━━━ The data

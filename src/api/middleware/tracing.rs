//! Request spans for the bookstore API.

use axum::body::Body;
use axum::http::Request;
use tower_http::LatencyUnit;
use tower_http::classify::{ServerErrorsAsFailures, SharedClassifier};
use tower_http::trace::{DefaultOnRequest, DefaultOnResponse, TraceLayer};
use tracing::{Level, Span};

/// Builds the span recorded for one request.
pub type MakeRequestSpan = fn(&Request<Body>) -> Span;

/// Trace layer applied to the whole router.
///
/// Each request gets an `INFO` span with method, path and version. The query
/// string is left out because download links carry purchase receipts in it.
/// Responses are logged with status and latency in milliseconds:
///
/// ```text
/// INFO request{method=GET path=/api/books/2/download version=HTTP/1.1}: finished processing request latency=3 ms status=200
/// ```
pub fn layer() -> TraceLayer<SharedClassifier<ServerErrorsAsFailures>, MakeRequestSpan> {
    TraceLayer::new_for_http()
        .make_span_with(request_span as MakeRequestSpan)
        .on_request(DefaultOnRequest::new().level(Level::DEBUG))
        .on_response(
            DefaultOnResponse::new()
                .level(Level::INFO)
                .latency_unit(LatencyUnit::Millis),
        )
}

fn request_span(request: &Request<Body>) -> Span {
    tracing::info_span!(
        "request",
        method = %request.method(),
        path = %request.uri().path(),
        version = ?request.version(),
    )
}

━━━━━━

> What is expected
The records above must be reproduced word for word.

> Exercise solution
filename src/api/middleware/tracing.rs
//! Request spans for the bookstore API.

use axum::body::Body;
use axum::http::Request;
use tower_http::LatencyUnit;
use tower_http::classify::{ServerErrorsAsFailures, SharedClassifier};
use tower_http::trace::{DefaultOnRequest, DefaultOnResponse, TraceLayer};
use tracing::{Level, Span};

/// Builds the span recorded for one request.
pub type MakeRequestSpan = fn(&Request<Body>) -> Span;

/// Trace layer applied to the whole router.
///
/// Each request gets an `INFO` span with method, path and version. The query
/// string is left out because download links carry purchase receipts in it.
/// Responses are logged with status and latency in milliseconds:
///
/// ```text
/// INFO request{method=GET path=/api/books/2/download version=HTTP/1.1}: finished processing request latency=3 ms status=200
/// ```
pub fn layer() -> TraceLayer<SharedClassifier<ServerErrorsAsFailures>, MakeRequestSpan> {
    TraceLayer::new_for_http()
        .make_span_with(request_span as MakeRequestSpan)
        .on_request(DefaultOnRequest::new().level(Level::DEBUG))
        .on_response(
            DefaultOnResponse::new()
                .level(Level::INFO)
                .latency_unit(LatencyUnit::Millis),
        )
}

fn request_span(request: &Request<Body>) -> Span {
    tracing::info_span!(
        "request",
        method = %request.method(),
        path = %request.uri().path(),
        version = ?request.version(),
    )
}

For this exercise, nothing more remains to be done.